My parents were HS educated, but better educated than most of the other kids in my college classes - they graduated in the 30s. Dad worked as a chemist before and after WW2, and by the time he retired in the mid70s, most of his coworkers had grad degrees. Standards have been dropping for decades.
Private schools. Meh. I don't care either way. They can be great; they can suck. The public schools where I grew up (upstate NY) were excellent, and far better than the Catholic schools. We would have kids come to the public schools from the local Catholic schools and they were far behind, even in junior high. I had no idea that this was a complete aberration until years later. Even in other suburbs of Rochester, it was not the experience. I remember a friend's cousins, Orthodox Jews, who went to Jesuit schools because they lived on the wrong side of the city/'burb boundary, and could not get into the Brighton (IIRC) schools in any way. That must have been as weird as can be. The Brighton schools were the only ones as good as ours; they sometimes had more students who maxed the SAT/ACT testing than we did.

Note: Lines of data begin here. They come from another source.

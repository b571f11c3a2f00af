//! Router configuration module
//!
//! Configures all routes, middleware layers, and creates the application router.

use std::{sync::Arc, time::Duration};

use axum::{
    http::{header, HeaderName, Method, StatusCode},
    routing::{get, post},
    Router,
};
use tower_governor::{governor::GovernorConfigBuilder, GovernorLayer};
use tower_http::cors::{Any, CorsLayer};
use tower_http::limit::RequestBodyLimitLayer;
use tower_http::timeout::TimeoutLayer;
use tower_http::trace::TraceLayer;
use utoipa::OpenApi;
use utoipa_swagger_ui::SwaggerUi;

use crate::auth::{IDENTITY_HEADER, ROLE_HEADER};
use crate::config::Config;
use crate::handlers::{
    get_content_handler, get_record_handler, health, invalidate_handler, ready,
    register_handler, subject_files_handler, uploader_files_handler,
    verification_history_handler, verify_handler, AppState, CONTENT_SOURCE_HEADER,
    FINGERPRINT_MATCH_HEADER,
};
use crate::openapi::ApiDoc;

/// Create the application router with default config (for testing)
pub fn create_router(state: AppState) -> Router {
    create_router_with_config(state, &Config::default())
}

/// Create the application router with custom configuration
pub fn create_router_with_config(state: AppState, config: &Config) -> Router {
    // Configure CORS based on allowed_origins
    let cors = match &config.allowed_origins {
        Some(origins) if !origins.is_empty() => {
            let origins: Vec<_> = origins.iter().filter_map(|o| o.parse().ok()).collect();
            tracing::info!("CORS: Restricting to {} origin(s)", origins.len());
            CorsLayer::new()
                .allow_origin(origins)
                .allow_methods([Method::GET, Method::POST, Method::OPTIONS])
                .allow_headers([
                    header::CONTENT_TYPE,
                    header::ACCEPT,
                    HeaderName::from_static(IDENTITY_HEADER),
                    HeaderName::from_static(ROLE_HEADER),
                ])
                .expose_headers([CONTENT_SOURCE_HEADER, FINGERPRINT_MATCH_HEADER])
        }
        _ => {
            tracing::warn!("CORS: Allowing all origins (dev mode)");
            CorsLayer::new()
                .allow_origin(Any)
                .allow_methods(Any)
                .allow_headers(Any)
                .expose_headers(Any)
        }
    };

    let body_limit = RequestBodyLimitLayer::new(config.body_limit_mb * 1024 * 1024);

    let timeout = TimeoutLayer::with_status_code(
        StatusCode::REQUEST_TIMEOUT,
        Duration::from_secs(config.timeout_secs),
    );

    let router = Router::new()
        .route("/files", post(register_handler))
        .route("/files/{id}", get(get_record_handler))
        .route("/files/{id}/content", get(get_content_handler))
        .route("/files/{id}/verifications", get(verification_history_handler))
        .route("/files/{id}/verify", post(verify_handler))
        .route("/files/{id}/invalidate", post(invalidate_handler))
        .route("/subjects/{subject}/files", get(subject_files_handler))
        .route("/uploaders/{identity}/files", get(uploader_files_handler))
        .route("/health", get(health))
        .route("/ready", get(ready))
        .merge(SwaggerUi::new("/swagger-ui").url("/api-docs/openapi.json", ApiDoc::openapi()))
        .with_state(state)
        .layer(cors)
        .layer(body_limit)
        .layer(timeout);

    // Conditionally apply rate limiting (disabled in tests, enabled in production)
    let governor_conf = if config.rate_limit_enabled {
        GovernorConfigBuilder::default()
            .per_second(config.rate_limit_per_sec)
            .burst_size(config.rate_limit_burst)
            .finish()
    } else {
        None
    };

    match governor_conf {
        Some(governor_conf) => {
            tracing::info!(
                "Rate limiting: {} req/s (burst: {})",
                config.rate_limit_per_sec,
                config.rate_limit_burst
            );
            router
                .layer(GovernorLayer::new(Arc::new(governor_conf)))
                .layer(TraceLayer::new_for_http())
        }
        None => {
            if config.rate_limit_enabled {
                tracing::error!(
                    per_sec = config.rate_limit_per_sec,
                    burst = config.rate_limit_burst,
                    "Invalid rate limit settings; rate limiting DISABLED"
                );
            } else {
                tracing::warn!("Rate limiting: DISABLED");
            }
            router.layer(TraceLayer::new_for_http())
        }
    }
}
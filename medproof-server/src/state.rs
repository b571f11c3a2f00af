//! Application state module
//!
//! Defines shared state accessible across all request handlers.

use medproof_core::IntegrityService;

/// Application state containing shared resources.
#[derive(Clone)]
pub struct AppState {
    /// Integrity service over the ledger, content store and local archive
    pub service: IntegrityService,
}

impl AppState {
    pub fn new(service: IntegrityService) -> Self {
        Self { service }
    }
}
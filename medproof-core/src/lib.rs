//! Medproof Core - file integrity verification and audit ledger
//!
//! Registers files against an append-only ledger and later proves, or
//! disproves, that a presented copy is byte-identical to what was registered.
//!
//! # Features
//!
//! - SHA-256 content fingerprints, streamed in bounded chunks
//! - Content-addressed storage (IPFS HTTP API) with pinning
//! - EVM registry client with per-identity nonce management and EIP-155 signing
//! - Verification that logs every attempt, match or not
//! - Local archive fallback when the content store is unreachable
//!
//! With `default-features = false` only fingerprinting, the data model,
//! validation and errors are compiled (no async runtime, no network).
//!
//! # Example
//!
//! ```no_run
//! use std::sync::Arc;
//! use medproof_core::{
//!     Actor, IntegrityService, LocalArchive, MemoryLedger, MemoryStore, PresentedContent,
//!     RegisterRequest, Role, SubjectReference, Identity,
//! };
//!
//! # async fn example() -> medproof_core::Result<()> {
//! let service = IntegrityService::new(
//!     Arc::new(MemoryLedger::new()),
//!     Arc::new(MemoryStore::new()),
//!     LocalArchive::new("uploads/verified_files"),
//! );
//! let clinician = Actor::new(Identity::from_bytes([1; 20]), Role::Clinician);
//!
//! let registration = service
//!     .register(RegisterRequest::new(
//!         b"ok".to_vec(),
//!         "patient_note.txt",
//!         SubjectReference::new("patient-42")?,
//!         clinician,
//!     ))
//!     .await?;
//!
//! let outcome = service
//!     .verify(registration.record.id, PresentedContent::Bytes(b"ok".to_vec()), &clinician, None)
//!     .await?;
//! assert!(outcome.is_match);
//! # Ok(())
//! # }
//! ```

pub mod error;
pub mod fingerprint;
pub mod record;
pub mod validation;

#[cfg(feature = "network")]
pub mod archive;
#[cfg(feature = "network")]
pub mod config;
#[cfg(feature = "network")]
pub mod http;
#[cfg(feature = "network")]
pub mod ledger;
#[cfg(feature = "network")]
pub mod service;
#[cfg(feature = "network")]
pub mod store;
#[cfg(feature = "network")]
pub mod verify;

pub use error::{MedproofError, Result, DEFAULT_MAX_FILE_SIZE};
pub use fingerprint::{Fingerprint, CHUNK_SIZE};
pub use record::{
    Actor, ContentId, FileRecord, Identity, LogId, Metadata, NewRecord, RecordId, Role,
    SubjectReference, VerificationLog,
};
pub use validation::{IntegrityPolicy, ValidatedUpload, DEFAULT_ALLOWED_EXTENSIONS};

// Network-dependent exports (not available in Wasm)
#[cfg(feature = "network")]
pub use archive::LocalArchive;
#[cfg(feature = "network")]
pub use config::ServiceConfig;
#[cfg(feature = "network")]
pub use ledger::{EthLedger, KeyFileSigner, Ledger, LedgerConfig, MemoryLedger, TransactionSigner};
#[cfg(feature = "network")]
pub use service::{
    ComponentStatus, FetchSource, Fetched, HealthReport, IntegrityService, RegisterRequest,
    Registration,
};
#[cfg(feature = "network")]
pub use store::{ContentStore, IpfsStore, IpfsStoreConfig, MemoryStore};
#[cfg(feature = "network")]
pub use verify::{PresentedContent, VerificationEngine, VerificationOutcome};
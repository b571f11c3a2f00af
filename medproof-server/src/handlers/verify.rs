//! Verification handler
//!
//! Handles POST /files/{id}/verify requests to compare presented content
//! against a registered record.

use axum::{
    extract::{Multipart, Path, State},
    Json,
};
use chrono::{DateTime, Utc};
use medproof_core::{PresentedContent, VerificationOutcome};
use serde::Serialize;
use utoipa::ToSchema;

use crate::auth::RequestActor;
use crate::error::ApiError;
use crate::handlers::AppState;
use crate::multipart::MultipartFields;

/// Response for verification
#[derive(Serialize, ToSchema)]
pub struct VerifyResponse {
    pub record_id: u64,
    /// "verified" or "tampered"
    #[schema(example = "verified")]
    pub status: &'static str,
    pub is_match: bool,
    pub registered_fingerprint: String,
    pub presented_fingerprint: String,
    /// Id of the appended log entry
    pub log_id: Option<u64>,
    /// False when the comparison ran but the log entry could not be written
    pub logged: bool,
    #[serde(skip_serializing_if = "Option::is_none")]
    pub log_error: Option<String>,
    pub record_valid: bool,
    pub verified_at: DateTime<Utc>,
}

impl From<VerificationOutcome> for VerifyResponse {
    fn from(outcome: VerificationOutcome) -> Self {
        Self {
            record_id: outcome.record_id,
            status: outcome.status(),
            is_match: outcome.is_match,
            registered_fingerprint: outcome.registered_fingerprint.to_string(),
            presented_fingerprint: outcome.presented_fingerprint.to_string(),
            log_id: outcome.log_id,
            logged: outcome.logged,
            log_error: outcome.log_error,
            record_valid: outcome.record_valid,
            verified_at: outcome.verified_at,
        }
    }
}

/// Verify content against a registered record
///
/// Accepts multipart/form-data with:
/// - **file** (required): the copy to check
/// - **notes** (optional): stored with the verification log entry
///
/// A mismatch is a successful answer: 200 with `"status": "tampered"`.
/// Every attempt is appended to the record's verification history.
#[utoipa::path(
    post,
    path = "/files/{id}/verify",
    tag = "Verification",
    params(
        ("id" = u64, Path, description = "Record id"),
        ("x-actor-identity" = String, Header, description = "Caller ledger identity"),
        ("x-actor-role" = String, Header, description = "Caller role")
    ),
    request_body(content_type = "multipart/form-data", description = "Content to verify"),
    responses(
        (status = 200, description = "Verification completed", body = VerifyResponse),
        (status = 400, description = "Missing file"),
        (status = 404, description = "No such record"),
        (status = 503, description = "Ledger unavailable")
    )
)]
pub async fn verify_handler(
    State(state): State<AppState>,
    RequestActor(actor): RequestActor,
    Path(id): Path<u64>,
    mut multipart: Multipart,
) -> Result<Json<VerifyResponse>, ApiError> {
    let max_file_size = state.service.policy().max_file_size;
    let mut fields = MultipartFields::parse(&mut multipart, max_file_size).await?;

    let file = fields.take_file()?;
    let notes = fields.get_text("notes").map(str::to_string);

    let outcome = state
        .service
        .verify(id, PresentedContent::Bytes(file.data), &actor, notes)
        .await?;

    Ok(Json(outcome.into()))
}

I did my first two years of college at a community college when I moved with my parents to the midwest and valued it more because I met a variety of people of different backgrounds, not because of the classes in and of themselves. I transferred to the big U (UIUC) for the last two years, and was sometimes aghast at the poor prep displayed by other students. Not a lot of them, but some.

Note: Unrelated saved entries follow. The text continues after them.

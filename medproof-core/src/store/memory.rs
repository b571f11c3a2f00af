//! In-process content store for tests and offline demos.
//!
//! Identifiers are derived from the content fingerprint, so storing the same
//! bytes twice yields the same identifier, as with IPFS.

use std::collections::{HashMap, HashSet};
use std::sync::atomic::{AtomicBool, AtomicUsize, Ordering};
use std::sync::{Mutex, MutexGuard};

use async_trait::async_trait;

use super::ContentStore;
use crate::error::{MedproofError, Result};
use crate::fingerprint::Fingerprint;
use crate::record::ContentId;

#[derive(Default)]
struct Inner {
    objects: HashMap<ContentId, Vec<u8>>,
    pinned: HashSet<ContentId>,
}

/// Memory-backed [`ContentStore`] with switchable failure modes.
#[derive(Default)]
pub struct MemoryStore {
    inner: Mutex<Inner>,
    unavailable: AtomicBool,
    fail_pins: AtomicBool,
    puts: AtomicUsize,
}

impl MemoryStore {
    pub fn new() -> Self {
        Self::default()
    }

    /// Make every call fail with `StoreUnavailable` until switched back.
    pub fn set_available(&self, available: bool) {
        self.unavailable.store(!available, Ordering::SeqCst);
    }

    /// Make `pin` fail while `put` and `get` keep working.
    pub fn set_pin_failure(&self, fail: bool) {
        self.fail_pins.store(fail, Ordering::SeqCst);
    }

    /// Drop stored content, simulating garbage collection of unpinned data.
    pub fn forget(&self, cid: &ContentId) {
        let mut inner = self.lock();
        inner.objects.remove(cid);
        inner.pinned.remove(cid);
    }

    pub fn is_pinned(&self, cid: &ContentId) -> bool {
        self.lock().pinned.contains(cid)
    }

    /// Number of successful `put` calls.
    pub fn put_count(&self) -> usize {
        self.puts.load(Ordering::SeqCst)
    }

    fn lock(&self) -> MutexGuard<'_, Inner> {
        self.inner.lock().unwrap_or_else(|poisoned| poisoned.into_inner())
    }

    fn ensure_available(&self) -> Result<()> {
        if self.unavailable.load(Ordering::SeqCst) {
            Err(MedproofError::StoreUnavailable(
                "memory store switched off".into(),
            ))
        } else {
            Ok(())
        }
    }
}

#[async_trait]
impl ContentStore for MemoryStore {
    async fn put(&self, _file_name: &str, data: &[u8]) -> Result<ContentId> {
        self.ensure_available()?;
        let cid = ContentId::new(format!("mem-{}", Fingerprint::of_bytes(data)));
        self.lock().objects.insert(cid.clone(), data.to_vec());
        self.puts.fetch_add(1, Ordering::SeqCst);
        Ok(cid)
    }

    async fn pin(&self, cid: &ContentId) -> Result<()> {
        self.ensure_available()?;
        if self.fail_pins.load(Ordering::SeqCst) {
            return Err(MedproofError::StoreUnavailable(format!(
                "pin of {cid} refused"
            )));
        }
        let mut inner = self.lock();
        if !inner.objects.contains_key(cid) {
            return Err(MedproofError::StoreRejected(format!("{cid} is not stored")));
        }
        inner.pinned.insert(cid.clone());
        Ok(())
    }

    async fn get(&self, cid: &ContentId) -> Result<Option<Vec<u8>>> {
        self.ensure_available()?;
        Ok(self.lock().objects.get(cid).cloned())
    }

    async fn health_check(&self) -> Result<()> {
        self.ensure_available()
    }
}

I went to a top flight law school (also UIUC) as a guaranteed admit based on grades and test scores. Hated it, did poorly. I don't think I had any classmates who were not top flight intellects, though. Now I deal with a staggeringly number of lawyers who are borderline illiterate. It's crazy making, in part because responding to a brain-dead argument is harder than responding to a well-written brief that takes an unsound position. I just had a conversation with a baby lawyer who does work that put her in opposition to me. That didn't bother me. The fact in her school Criminal Procedure was an elective boggled my mind. I know most private lawyers will purge that just as I did with some topics - but she did not even have the basic knowledge an engaged private citizen should have was amazing. And this was not a dumb baby lawyer, either - obviously well educated in general and well spoken.